Dragons’ Den – JobLoft’s blog about their deal breakup


Dec 9th, 2010 UpdateFrom JobLoft (Dragons’ Den) to Teamsave – Chris Nguyen


I’ve already commented on JobLoft’s deal getting away so I will now focus on only a few key and important points in the JobLoft’s blog entry (Dec 9th, 2010 update: thanks to Tuzo, here is Wayback Machine’s archive of JobLoft’s blog entry that was “deleted”). And I quote from JobLoft’s blog directly here,

  • “What we need to address first is that what was shown on TV was just a glimpse of what happened in that boardroom on a wonderful Halloween morning. Of course, it was edited for TV, and producers have a magical way making things look and feel a certain way for television.”
    • [K: Are there any reasons for CBC to deliberately twist the JobLoft story to favour the Dragons? Seems to me it is good TV either way already. As far as I know, Stu has a background in Fifth Estate and Tracie has a background in Venture. In my humble opinion, there are just too much journalistic integrity in them to really distort the story one way or another. I wander if JobLoft has a full audio and video recording of what happened that Halloween morning to support their views? If they don’t have the tapes, has a request been made to CBC to help clarify the events that morning? Full video of the meeting may be required for analysis to be fair to all parties involved.]
  • “We are fortunate to have him [Dr. James Norrie] as a mentor and we are willing to stand up for the best interests of the company.”
    • [K: Did JobLoft truly want the deal to go through? Why were nothing done or said by the founders to stop Dr. Norrie’s personal insults of the Dragons? Why create such a negative environment right at the beginning of things?]
  • ‘For the record, Chris Nguyen, CEO of JobLoft says, “I learned a lot about business when I was at Ryerson…but nothing prepared me for the harsh lessons about what can happen when things go so wrong, so fast. [K: emphasis mine] The coolest thing about it though, is that in retrospect I wouldn’t change a thing about what happened and learning is always a good thing. As we complete the search for appropriate investment partners in the coming weeks, I think the shareholders have realized that we are better off with this outcome than the alternative of a fractious board fighting about the right strategy for our company.

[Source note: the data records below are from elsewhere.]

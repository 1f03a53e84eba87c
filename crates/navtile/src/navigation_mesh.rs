use std::sync::mpsc;

use glam::{Affine3A, IVec2, Vec3};
use slotmap::SlotMap;
use navtile_detour::{NavMesh, NavMeshError, NavMeshParams, QueryFilter, TileRef};
use navtile_recast::Aabb3d;
use rand::{SeedableRng as _, rngs::StdRng};

use crate::{
    collector::{NavAreaVolume, NavigationGeometryInfo},
    error::AddTileError,
    events::{EventSender, NavigationEvent},
    obstacles::{NavObstacle, ObstacleKey},
    persistence,
    settings::{NavigationMeshSettings, POLY_REF_BITS},
};

/// A tiled navigation mesh owned by a scene node.
///
/// Tiles are built from the geometry below that node and stored in its local space.
/// Queries take and return world-space positions and convert them with [`NavigationMesh::world_transform`].
#[derive(Debug)]
pub struct NavigationMesh {
    pub(crate) settings: NavigationMeshSettings,
    pub(crate) world_transform: Affine3A,
    pub(crate) nav_mesh: Option<NavMesh>,
    pub(crate) filter: QueryFilter,
    pub(crate) areas: Vec<NavAreaVolume>,
    pub(crate) obstacles: SlotMap<ObstacleKey, NavObstacle>,
    /// Sources of the last build, kept to rebuild tiles around obstacles.
    pub(crate) geometry: Option<Vec<NavigationGeometryInfo>>,
    pub(crate) events: EventSender,
    pub(crate) rng: StdRng,
}

impl Default for NavigationMesh {
    fn default() -> Self {
        Self::new(NavigationMeshSettings::default())
    }
}

impl NavigationMesh {
    /// An unallocated mesh.
    pub fn new(settings: NavigationMeshSettings) -> Self {
        Self {
            settings,
            world_transform: Affine3A::IDENTITY,
            nav_mesh: None,
            filter: QueryFilter::default(),
            areas: Vec::new(),
            obstacles: SlotMap::with_key(),
            geometry: None,
            events: EventSender::default(),
            rng: StdRng::from_entropy(),
        }
    }

    /// The build parameters.
    pub fn settings(&self) -> &NavigationMeshSettings {
        &self.settings
    }

    /// The build parameters. Changes apply to tiles built afterwards.
    pub fn settings_mut(&mut self) -> &mut NavigationMeshSettings {
        &mut self.settings
    }

    /// The world transform of the owning node.
    pub fn world_transform(&self) -> Affine3A {
        self.world_transform
    }

    /// Sets the world transform of the owning node. Builds overwrite it with the transform of their root.
    pub fn set_world_transform(&mut self, transform: Affine3A) {
        self.world_transform = transform;
    }

    /// The underlying tile store, if allocated.
    pub fn nav_mesh(&self) -> Option<&NavMesh> {
        self.nav_mesh.as_ref()
    }

    /// Returns `true` once [`allocate`](Self::allocate), a build or a load has created the tile store.
    pub fn is_allocated(&self) -> bool {
        self.nav_mesh.is_some()
    }

    /// The area volumes found by the last geometry collection.
    pub fn nav_areas(&self) -> &[NavAreaVolume] {
        &self.areas
    }

    /// Calls `callback` for every future event.
    pub fn subscribe(&mut self, callback: impl FnMut(&NavigationEvent) + Send + 'static) {
        self.events.subscribe(callback);
    }

    /// A channel receiving every future event.
    pub fn channel(&mut self) -> mpsc::Receiver<NavigationEvent> {
        self.events.channel()
    }

    /// The cost multiplier of an area in the default query filter.
    pub fn area_cost(&self, area_id: u8) -> f32 {
        self.filter.area_cost(area_id)
    }

    /// Sets the cost multiplier of an area in the default query filter.
    pub fn set_area_cost(&mut self, area_id: u8, cost: f32) {
        self.filter.set_area_cost(area_id, cost);
    }

    /// The filter used by queries that are not given one.
    pub fn query_filter(&self) -> &QueryFilter {
        &self.filter
    }

    /// The filter used by queries that are not given one.
    pub fn query_filter_mut(&mut self) -> &mut QueryFilter {
        &mut self.filter
    }

    /// Reseeds the generator behind the random point queries.
    pub fn set_random_seed(&mut self, seed: u64) {
        self.rng = StdRng::seed_from_u64(seed);
    }

    /// Creates an empty tile store with [`NavigationMeshSettings::max_tiles`] tiles.
    pub fn allocate(&mut self) -> Result<(), NavMeshError> {
        let max_tiles = self.settings.max_tiles();
        self.allocate_mesh(max_tiles)?;
        tracing::debug!("Allocated empty navigation mesh with max {max_tiles} tiles");
        self.events.send(NavigationEvent::MeshRebuilt);
        Ok(())
    }

    /// Sets the tile capacity and creates an empty tile store.
    pub fn allocate_with(&mut self, max_tiles: u32) -> Result<(), NavMeshError> {
        self.settings.set_max_tiles(max_tiles);
        self.allocate()
    }

    /// Replaces the tile store. The mesh is left unallocated on failure.
    pub(crate) fn allocate_mesh(&mut self, max_tiles: u32) -> Result<(), NavMeshError> {
        self.clear();
        // Tiles and polygons share the reference bits.
        let tile_bits = max_tiles.max(1).ilog2();
        let max_polys = 1 << POLY_REF_BITS.saturating_sub(tile_bits);
        let tile_edge_length = self.settings.tile_edge_length();
        let nav_mesh = NavMesh::new(NavMeshParams {
            origin: Vec3::ZERO,
            tile_width: tile_edge_length,
            tile_height: tile_edge_length,
            max_tiles,
            max_polys,
        })
        .inspect_err(|err| tracing::error!("Could not initialize navigation mesh: {err}"))?;
        self.nav_mesh = Some(nav_mesh);
        Ok(())
    }

    /// Releases all tiles and the tile store. Obstacles stay registered.
    pub fn clear(&mut self) {
        self.nav_mesh = None;
        self.geometry = None;
    }

    /// The tile column containing a world-space position.
    pub fn tile_index(&self, world_position: Vec3) -> IVec2 {
        self.local_tile_index(self.world_transform.inverse().transform_point3(world_position))
    }

    pub(crate) fn local_tile_index(&self, position: Vec3) -> IVec2 {
        let tile_edge_length = self.settings.tile_edge_length();
        IVec2::new(
            (position.x / tile_edge_length).floor() as i32,
            (position.z / tile_edge_length).floor() as i32,
        )
    }

    /// The bounds of a tile column in navigation mesh space.
    ///
    /// Vertically it spans the configured height range, or everything if there is none.
    pub fn tile_bounding_box_column(&self, index: IVec2) -> Aabb3d {
        let (min_y, max_y) = self.settings.height_range().unwrap_or((f32::MIN, f32::MAX));
        let edge = self.settings.tile_edge_length();
        Aabb3d::from_min_max(
            Vec3::new(index.x as f32 * edge, min_y, index.y as f32 * edge),
            Vec3::new((index.x + 1) as f32 * edge, max_y, (index.y + 1) as f32 * edge),
        )
    }

    /// Returns `true` if any layer exists at the tile column.
    pub fn has_tile(&self, index: IVec2) -> bool {
        self.nav_mesh
            .as_ref()
            .is_some_and(|nav_mesh| nav_mesh.tiles_at(index.x, index.y).next().is_some())
    }

    /// The column of every stored tile, in slot order.
    pub fn all_tile_indices(&self) -> Vec<IVec2> {
        let Some(nav_mesh) = &self.nav_mesh else {
            return Vec::new();
        };
        nav_mesh
            .tiles()
            .map(|tile| IVec2::new(tile.data().header.x, tile.data().header.z))
            .collect()
    }

    /// The first layer of a tile column as a tile block, empty if there is no such tile.
    ///
    /// The block can be passed to [`add_tile`](Self::add_tile) of a mesh with the same parameters.
    pub fn tile_data(&self, index: IVec2) -> Vec<u8> {
        let Some(tile) = self
            .nav_mesh
            .as_ref()
            .and_then(|nav_mesh| nav_mesh.tile_at(index.x, index.y, 0))
        else {
            return Vec::new();
        };
        let mut block = Vec::new();
        persistence::write_tile(&mut block, tile.data());
        block
    }

    /// Adds a tile block written by [`tile_data`](Self::tile_data).
    pub fn add_tile(&mut self, block: &[u8]) -> Result<(), AddTileError> {
        let mut reader = block;
        let index = self
            .read_tile(&mut reader)
            .inspect_err(|err| tracing::error!("{err}"))?;
        self.events.send(NavigationEvent::TileAdded(index));
        Ok(())
    }

    /// Removes every layer of a tile column.
    pub fn remove_tile(&mut self, index: IVec2) {
        let Some(nav_mesh) = &mut self.nav_mesh else {
            return;
        };
        let refs: Vec<TileRef> = nav_mesh
            .tiles_at(index.x, index.y)
            .map(|tile| nav_mesh.tile_ref(tile))
            .collect();
        for &tile_ref in &refs {
            if let Err(err) = nav_mesh.remove_tile(tile_ref) {
                tracing::warn!("Could not remove navigation mesh tile {index}: {err}");
            }
        }
        if !refs.is_empty() {
            self.events.send(NavigationEvent::TileRemoved(index));
        }
    }

    /// Removes all tiles. The store stays allocated.
    pub fn remove_all_tiles(&mut self) {
        let Some(nav_mesh) = &mut self.nav_mesh else {
            return;
        };
        let refs: Vec<TileRef> = nav_mesh.tiles().map(|tile| nav_mesh.tile_ref(tile)).collect();
        for tile_ref in refs {
            if let Err(err) = nav_mesh.remove_tile(tile_ref) {
                tracing::warn!("Could not remove navigation mesh tile: {err}");
            }
        }
        self.events.send(NavigationEvent::AllTilesRemoved);
    }
}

I would never take an investment offer again without making sure everyone was aligned on the company strategy. No regrets, no hard feelings and my partners and I, and even our company advisors, all wish the Dragons well and hope they can say the same about us…”’
    • [K: Learning is of course a good thing. But I was deeply disappointed to read that, “… in retrospect I wouldn’t change a thing about what happened …”. Chris didn’t have the basic graciousness to apologize for the personal insults by Dr. Norrie ( who is a director of the company) against the Dragons and Jim.
    • K: Did the JobLoft founders support Dr. Norrie’s view of the deal being under-valued? The problem was that Dr. Norrie’s attack was partly predicated on $200,000 being too little money. And given Dr. Norrie’s view of the fairness of the amount, supporting Dr. Norrie’s view fully has the same tone and appearance of backing out of a deal simply because of the agreed upon amount of money weren’t “good enough”.
    • K: May be JobLoft can get more investment dollars elsewhere. May be money really trumps “a deal is a deal” and integrity in our world where Donald Trump was treated as model businessman and source of wisdom. I just hope there is more than just money in life. I may be wrong. (smile)]

Here is a philosophy that I call “front page story test” which I learned from Warren Buffett after reading Roger Lowenstein’s Buffett: The Making of An American Capitalist about ten years ago. I will quote Warren Buffett to Salomon Brothers employees (I think it is Salomon) here, [K: emphasis mine]

“I want employees to ask themselves whether they are willing to have any contemplated act appear on the front page of their local paper the next day, be read by their spouses, children, and friends … If they follow this test, they will not fear my other message to them: Lose money for my firm and I will be understanding; lose a shred of reputation for the firm, and I will be ruthless.

Now, the JobLoft founders and Dr. Norrie have put themselves in the center of attention on national TV. I am deeply sadden that based on limited clips that I’ve seen and the above Jobloft blog entry, I truly wonder if the four JobLoft entrepreneurs and Dr. Norrie have unwisely traded off part of their reputation for a potential better deal for JobLoft (i.e. more money and other benefits). Is it worthwhile? Your comments are much welcomed here.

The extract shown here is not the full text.